Aaron Siskind
Pleasures and Terrors
California Museum of Photography
August 8, 2015 - January 30, 2016
Fall Reception | Saturday, November 14, 2015, 6pm - 9pm |
Gallery Talk | Thursday, October 29, 2015, 1:30pm |
Mined from the collection of the California Museum of Photography, Aaron Siskind: Pleasures and Terrors draws from six decades of the seminal artist’s career. Siskind’s photographic beginnings took place in the 1930s as a member of the New York-based Film and Photo League, a socially and politically conscious organization that sought to document urban life in New York in the midst of the Great Depression. Within a decade he would migrate toward a photographic sensibility simultaneously defined as radically abstract and concretely representational. Frequently taking on closed in shots of hand painted signage, politically-fueled graffiti, and weathered urban surfaces as his subject matter, Siskind is most known for his mythic compositions that at times bear a striking resemblance to the work of important twentieth century Abstract Expressionist painters.

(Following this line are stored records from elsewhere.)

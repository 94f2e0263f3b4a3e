//! # Fixed-point arithmetic
//!
//! Every price, token quantity and payment amount in the engine is a
//! [`FixedPoint`]: an unsigned `u128` scaled by [`SCALE`] (`10^18`), the same
//! "wei" convention the token's ledger uses.
//!
//! ## Rescaling
//!
//! | Operation | Raw computation                    |
//! |-----------|------------------------------------|
//! | `a * b`   | `a.raw * b.raw / SCALE`            |
//! | `a / b`   | `a.raw * SCALE / b.raw`            |
//!
//! Both products are formed in a 256-bit intermediate, so only a result that
//! itself exceeds `u128::MAX` fails with [`Error::ArithmeticOverflow`].
//! Division rounds toward zero.

use core::fmt;
use core::str::FromStr;

use serde::{Deserialize, Deserializer, Serialize, Serializer};

use crate::errors::{Error, Result};

/// Number of fractional decimal digits carried by [`FixedPoint`].
pub const DECIMALS: u32 = 18;

/// Canonical scale factor (`10^18`).
pub const SCALE: u128 = 1_000_000_000_000_000_000;

/// Basis points denominator.
pub const BPS_DENOMINATOR: u128 = 10_000;

/// Unsigned decimal value with 18 fractional digits.
#[derive(Clone, Copy, Debug, Default, PartialEq, Eq, PartialOrd, Ord, Hash)]
pub struct FixedPoint(u128);

impl FixedPoint {
    pub const ZERO: FixedPoint = FixedPoint(0);
    pub const ONE: FixedPoint = FixedPoint(SCALE);

    /// Wrap an already-scaled raw value.
    pub const fn from_raw(raw: u128) -> Self {
        FixedPoint(raw)
    }

    /// The scaled raw value.
    pub const fn raw(self) -> u128 {
        self.0
    }

    /// Whole-unit constructor (`from_int(27)` is `27.0`).
    pub fn from_int(units: u128) -> Result<Self> {
        units
            .checked_mul(SCALE)
            .map(FixedPoint)
            .ok_or(Error::ArithmeticOverflow)
    }

    /// Lift a value carrying `decimals` fractional digits into the canonical
    /// scale, e.g. an 8-decimal price-feed answer. Digits beyond 18 are
    /// truncated.
    pub fn from_scaled(raw: u128, decimals: u32) -> Result<Self> {
        if decimals <= DECIMALS {
            let factor = pow10(DECIMALS - decimals)?;
            raw.checked_mul(factor)
                .map(FixedPoint)
                .ok_or(Error::ArithmeticOverflow)
        } else {
            let factor = pow10(decimals - DECIMALS)?;
            Ok(FixedPoint(raw / factor))
        }
    }

    pub fn is_zero(self) -> bool {
        self.0 == 0
    }

    pub fn checked_add(self, rhs: Self) -> Result<Self> {
        self.0
            .checked_add(rhs.0)
            .map(FixedPoint)
            .ok_or(Error::ArithmeticOverflow)
    }

    pub fn checked_sub(self, rhs: Self) -> Result<Self> {
        self.0
            .checked_sub(rhs.0)
            .map(FixedPoint)
            .ok_or(Error::ArithmeticOverflow)
    }

    /// `self * rhs`, rescaled by one factor of [`SCALE`].
    pub fn checked_mul(self, rhs: Self) -> Result<Self> {
        mul_div_floor(self.0, rhs.0, SCALE).map(FixedPoint)
    }

    /// `self / rhs`. A zero divisor is reported as an overflow.
    pub fn checked_div(self, rhs: Self) -> Result<Self> {
        mul_div_floor(self.0, SCALE, rhs.0).map(FixedPoint)
    }

    /// `self * bps / 10_000`.
    pub fn mul_bps(self, bps: u128) -> Result<Self> {
        mul_div_floor(self.0, bps, BPS_DENOMINATOR).map(FixedPoint)
    }
}

fn pow10(exp: u32) -> Result<u128> {
    10u128.checked_pow(exp).ok_or(Error::ArithmeticOverflow)
}

// ── 256-bit helpers ──────────────────────────────────────────────────

const LOW_MASK: u128 = u64::MAX as u128;

/// Full product of two `u128` values as `(high, low)` halves.
fn mul_wide(a: u128, b: u128) -> (u128, u128) {
    let (a1, a0) = (a >> 64, a & LOW_MASK);
    let (b1, b0) = (b >> 64, b & LOW_MASK);

    let p00 = a0 * b0;
    let p01 = a0 * b1;
    let p10 = a1 * b0;
    let p11 = a1 * b1;

    let mid = (p00 >> 64) + (p01 & LOW_MASK) + (p10 & LOW_MASK);
    let low = (p00 & LOW_MASK) | ((mid & LOW_MASK) << 64);
    let high = p11 + (p01 >> 64) + (p10 >> 64) + (mid >> 64);
    (high, low)
}

/// `floor(a * b / denom)` without intermediate overflow.
pub(crate) fn mul_div_floor(a: u128, b: u128, denom: u128) -> Result<u128> {
    if denom == 0 {
        return Err(Error::ArithmeticOverflow);
    }
    if a == 0 || b == 0 {
        return Ok(0);
    }

    let (high, low) = mul_wide(a, b);
    if high == 0 {
        return Ok(low / denom);
    }
    // Quotient would not fit in 128 bits.
    if high >= denom {
        return Err(Error::ArithmeticOverflow);
    }

    // Restoring long division of (high:low) by denom; `rem < denom` holds
    // on entry to every iteration.
    let mut rem = high;
    let mut quotient = 0u128;
    for bit in (0..128).rev() {
        let carry = rem >> 127;
        rem = (rem << 1) | ((low >> bit) & 1);
        quotient <<= 1;
        if carry == 1 || rem >= denom {
            rem = rem.wrapping_sub(denom);
            quotient |= 1;
        }
    }
    Ok(quotient)
}

// ── Text form ────────────────────────────────────────────────────────

impl fmt::Display for FixedPoint {
    fn fmt(&self, f: &mut fmt::Formatter<'_>) -> fmt::Result {
        let whole = self.0 / SCALE;
        let frac = self.0 % SCALE;
        if frac == 0 {
            return write!(f, "{whole}");
        }
        let digits = format!("{frac:018}");
        write!(f, "{whole}.{}", digits.trim_end_matches('0'))
    }
}

impl FromStr for FixedPoint {
    type Err = Error;

    fn from_str(s: &str) -> Result<Self> {
        let s = s.trim();
        let (whole, frac) = match s.split_once('.') {
            Some((w, f)) => (w, f),
            None => (s, ""),
        };

        let all_digits = |part: &str| part.bytes().all(|b| b.is_ascii_digit());
        if (whole.is_empty() && frac.is_empty())
            || !all_digits(whole)
            || !all_digits(frac)
            || frac.len() > DECIMALS as usize
        {
            return Err(Error::InvalidAmount);
        }

        let whole_units: u128 = if whole.is_empty() {
            0
        } else {
            whole.parse().map_err(|_| Error::InvalidAmount)?
        };
        let frac_raw: u128 = if frac.is_empty() {
            0
        } else {
            let padded = format!("{frac:0<18}");
            padded.parse().map_err(|_| Error::InvalidAmount)?
        };

        FixedPoint::from_int(whole_units)?.checked_add(FixedPoint(frac_raw))
    }
}

impl Serialize for FixedPoint {
    fn serialize<S: Serializer>(&self, serializer: S) -> core::result::Result<S::Ok, S::Error> {
        serializer.collect_str(self)
    }
}

impl<'de> Deserialize<'de> for FixedPoint {
    fn deserialize<D: Deserializer<'de>>(deserializer: D) -> core::result::Result<Self, D::Error> {
        let text = String::deserialize(deserializer)?;
        text.parse().map_err(serde::de::Error::custom)
    }
}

At 1:30pm on Thursday, October 29, artist John Divola, Professor of Art at UCR, will reflect on Siskind’s work in conversation with exhibition curator Kathryn Poindexter. The gallery talk is free and open to the public. This exhibition and others will be celebrated during ARTSblock’s fall reception on Saturday, November 14.
Image: Aaron Siskind, Providence 203 (detail), 1986. Collection of UCR/California Museum of Photography, gift of Joe D'Angerio, Nancy Foy, and Family.